When a process creates
a new process, two possibilities
exist in terms
of
execution.
1.
The parent continues to execute concurrently with its children.
2. The parent waits until some or all of its children have terminated.
For address space, two possibilities occur:
1.
The child process is a duplicate of the parent process.
2.
The child process has a program loaded into it.
1.6.2 Terminate a Process
DELETE system call is used for
terminating a process. A process may delete itself or by another process. A process
can cause the termination of another process via an appropriate system call.
The operating system reacts by
reclaiming all
resources allocated to the
specified process, closing files
opened by or for the process. PCB is also
removed from its
place of residence in the list and is returned to the free pool. The
DELETE service is normally invoked as a part of orderly program termination.
Following are the resources for terminating the child process by
parent process.
1. The
task given to the child is no longer required.
2. Child has exceeded its usage of some of the
resources that it has been allocated.
3. Operating
system does not allow a child to continue if its parent terminates.
1.6.3 Co-operating Processes
Co-operating process is a process that
can affect or be affected by the other processes while executing. If suppose
any process is sharing data with other processes, then it is called
co-operating process. Benefit of the co-operating processes is:
1. Sharing
of information
2. Increases
computation speed
3. Modularity
4. Convenience
Co-operating processes share the
information: Such as a file, memory etc.
System must provide an environment to allow
concurrent access to these types of resources. Computation speed will increase
if the computer has multiple processing elements are connected together. System
is constructed in a modular fashion. System function is divided into number of
modules.
1.7 PROCESS MANAGEMENT / PROCESS SCHEDULING
1.7.1 Concept of Process
A process is sequential program in
execution.
A process defines the fundamental unit of computation for the
computer. Components of process are:
1.Object
Program
2.
Data
3.
Resources
4.
Status of the process execution.
Object program i.e. Code to be executed. Data is used for executing
the program. While executing the program, it may require some resources. Last component
is used
for verifying the status of the process execution. A process can run to completion
only when all requested resources have been allocated to the process. Two or
more processes could be executing the same program, each using their own data
and resources.
1.7.2 Processes and Programs
Process is a dynamic entity that is a
program in execution. A process is a sequence of information executions.

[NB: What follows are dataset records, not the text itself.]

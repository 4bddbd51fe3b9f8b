// SPDX-License-Identifier: MPL-2.0
// This Source Code Form is subject to the terms of the Mozilla Public
// License, v. 2.0. If a copy of the MPL was not distributed with this
// file, You can obtain one at https://mozilla.org/MPL/2.0/.

//! Device poller keeping Kasa devices mirrored into a host platform.
//!
//! # Overview
//!
//! The [`DevicePoller`] owns one polling session per registered device. It
//! provides:
//!
//! - **Per-device timers**: Each device is polled on its own interval, offset
//!   by a random jitter so devices do not all fire at once
//! - **Change detection**: Only capabilities whose value changed are pushed
//!   to the host
//! - **Single-flight fetches**: A tick is skipped while the previous fetch
//!   for the same device is still running
//! - **Rediscovery**: Devices on a dynamic address are looked up again after
//!   a run of unreachable ticks
//! - **Event system**: Subscribe to poller events via a broadcast channel
//!
//! # Examples
//!
//! ## Basic Usage
//!
//! ```no_run
//! use std::sync::Arc;
//! use kasa_poller::client::DeviceClient;
//! use kasa_poller::event::DeviceId;
//! use kasa_poller::host::{DeviceSettings, MemoryHost};
//! use kasa_poller::poller::{DeviceHandle, DevicePoller};
//! use kasa_poller::types::{Brightness, ModelFamily};
//!
//! # async fn example(client: Arc<impl DeviceClient>) -> kasa_poller::Result<()> {
//! let host = Arc::new(MemoryHost::new());
//! let poller = DevicePoller::new(client, Arc::clone(&host));
//!
//! let id = DeviceId::new();
//! host.add_device(id, DeviceSettings::new("192.168.1.30"));
//! poller
//!     .register_device(id, DeviceHandle::new("192.168.1.30", ModelFamily::Dimmer))
//!     .await?;
//!
//! poller.set_brightness(id, Brightness::new(40)?).await?;
//! # Ok(())
//! # }
//! ```
//!
//! ## Event Subscription
//!
//! ```no_run
//! use std::sync::Arc;
//! use kasa_poller::client::DeviceClient;
//! use kasa_poller::event::DeviceEvent;
//! use kasa_poller::host::MemoryHost;
//! use kasa_poller::poller::DevicePoller;
//!
//! # fn example(client: Arc<impl DeviceClient>) {
//! let poller = DevicePoller::new(client, Arc::new(MemoryHost::new()));
//! let mut events = poller.subscribe();
//!
//! tokio::spawn(async move {
//!     while let Ok(event) = events.recv().await {
//!         match event {
//!             DeviceEvent::CapabilityChanged { device_id, capability, value } => {
//!                 println!("{device_id}: {capability} = {value}");
//!             }
//!             DeviceEvent::Unreachable { device_id, count } => {
//!                 println!("{device_id} missed {count} ticks");
//!             }
//!             _ => {}
//!         }
//!     }
//! });
//! # }
//! ```

mod device_config;
mod device_poller;
mod session;

pub use device_config::{DeviceHandle, PollerConfig, RediscoveryPolicy};
pub use device_poller::{DevicePoller, TickOutcome};
pub use session::{FetchState, SessionStatus};
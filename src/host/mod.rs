// SPDX-License-Identifier: MPL-2.0
// This Source Code Form is subject to the terms of the Mozilla Public
// License, v. 2.0. If a copy of the MPL was not distributed with this
// file, You can obtain one at https://mozilla.org/MPL/2.0/.

//! The host platform seam.
//!
//! The host owns the device registry, the capability store, the settings
//! store and the availability flags. The poller only talks to it through
//! [`HostPlatform`]. [`MemoryHost`] is an in-memory implementation for
//! tests and headless use.

mod memory;
mod settings;

use std::future::Future;

pub use memory::MemoryHost;
pub use settings::{DEFAULT_POLLING_INTERVAL, DeviceSettings, MAX_POLLING_INTERVAL, SettingsPatch};

use crate::capabilities::{Capability, CapabilityValue};
use crate::error::HostError;
use crate::event::DeviceId;

/// Trait for home-automation hosts the poller mirrors device state into.
pub trait HostPlatform: Send + Sync + 'static {
    /// Returns the value last stored for a capability.
    fn get_capability_value(
        &self,
        device: DeviceId,
        capability: Capability,
    ) -> impl Future<Output = Option<CapabilityValue>> + Send;

    /// Stores a capability value.
    ///
    /// # Errors
    ///
    /// Returns a `HostError` if the host rejects the value.
    fn set_capability_value(
        &self,
        device: DeviceId,
        capability: Capability,
        value: CapabilityValue,
    ) -> impl Future<Output = Result<(), HostError>> + Send;

    /// Loads the device's settings.
    ///
    /// # Errors
    ///
    /// Returns a `HostError` if the device is unknown or the store fails.
    fn get_settings(
        &self,
        device: DeviceId,
    ) -> impl Future<Output = Result<DeviceSettings, HostError>> + Send;

    /// Merges a partial update into the device's settings.
    ///
    /// # Errors
    ///
    /// Returns a `HostError` if the device is unknown or the store fails.
    fn set_settings(
        &self,
        device: DeviceId,
        patch: &SettingsPatch,
    ) -> impl Future<Output = Result<(), HostError>> + Send;

    /// Marks the device available.
    ///
    /// # Errors
    ///
    /// Returns a `HostError` if the device is unknown.
    fn set_available(&self, device: DeviceId)
    -> impl Future<Output = Result<(), HostError>> + Send;

    /// Marks the device unavailable with a reason shown to the user.
    ///
    /// # Errors
    ///
    /// Returns a `HostError` if the device is unknown.
    fn set_unavailable(
        &self,
        device: DeviceId,
        reason: &str,
    ) -> impl Future<Output = Result<(), HostError>> + Send;
}
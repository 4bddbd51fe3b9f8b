// SPDX-License-Identifier: MPL-2.0
// This Source Code Form is subject to the terms of the Mozilla Public
// License, v. 2.0. If a copy of the MPL was not distributed with this
// file, You can obtain one at https://mozilla.org/MPL/2.0/.

//! Poller events.
//!
//! The poller publishes a [`DeviceEvent`] for every lifecycle step, pushed
//! capability and unreachable/rediscovery transition. Consumers subscribe
//! through [`DevicePoller::subscribe`](crate::DevicePoller::subscribe) or
//! directly on an [`EventBus`].
//!
//! # Examples
//!
//! ```
//! use kasa_poller::event::{DeviceId, DeviceEvent, EventBus};
//!
//! let bus = EventBus::new();
//!
//! let mut rx = bus.subscribe();
//!
//! let device_id = DeviceId::new();
//! bus.publish(DeviceEvent::DeviceAdded { device_id });
//! assert_eq!(rx.try_recv().unwrap().device_id(), device_id);
//! ```

mod device_event;
mod device_id;
mod event_bus;

pub use device_event::DeviceEvent;
pub use device_id::DeviceId;
pub use event_bus::EventBus;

Process exists in a limited span of time.
Two or more processes could be executing the same program, each
using their own data and resources.
Program is a static entity made up of
program statement. Program contains the instructions. A program exists at
single place in space and continues to exist. A program does not perform the
action by itself.
Multiprogramming operating system allows
more than one process to be loaded into the executable memory at a time and for
the loaded process to share the CPU using time multiplexing.
The scheduling mechanism is the part of
the process manager that handles the
removal of the running process
from the CPU and
the selection of another process on the basis of particular
strategy.
1.7.3 Scheduling Queues
When the process enters into the system,
they are put into a job queue. This queue consists of all processes in the
system. The operating system also has other queues.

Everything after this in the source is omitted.